*TASK PROMPT*: Go through the listing below and show each line that has the word "EngineTunables".

*DATA UNDER STUDY*:
--*--

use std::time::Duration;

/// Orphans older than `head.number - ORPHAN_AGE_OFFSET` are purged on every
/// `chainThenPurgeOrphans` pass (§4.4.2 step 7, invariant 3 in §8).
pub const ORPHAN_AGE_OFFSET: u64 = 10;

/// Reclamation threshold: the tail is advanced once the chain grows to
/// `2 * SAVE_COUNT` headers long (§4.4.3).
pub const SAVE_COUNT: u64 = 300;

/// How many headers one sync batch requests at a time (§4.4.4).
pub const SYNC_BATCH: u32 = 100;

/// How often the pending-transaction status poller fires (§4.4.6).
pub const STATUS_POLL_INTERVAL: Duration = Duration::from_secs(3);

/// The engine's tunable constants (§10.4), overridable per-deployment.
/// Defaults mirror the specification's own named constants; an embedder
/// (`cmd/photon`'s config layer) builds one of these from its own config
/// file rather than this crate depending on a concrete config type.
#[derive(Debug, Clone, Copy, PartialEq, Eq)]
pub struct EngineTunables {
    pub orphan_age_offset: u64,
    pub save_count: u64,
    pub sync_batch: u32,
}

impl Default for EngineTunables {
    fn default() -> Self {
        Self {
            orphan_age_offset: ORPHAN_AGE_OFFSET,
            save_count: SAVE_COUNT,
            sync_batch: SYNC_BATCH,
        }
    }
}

--*--

*EXERCISE RESULT*:
pub struct EngineTunables {
impl Default for EngineTunables {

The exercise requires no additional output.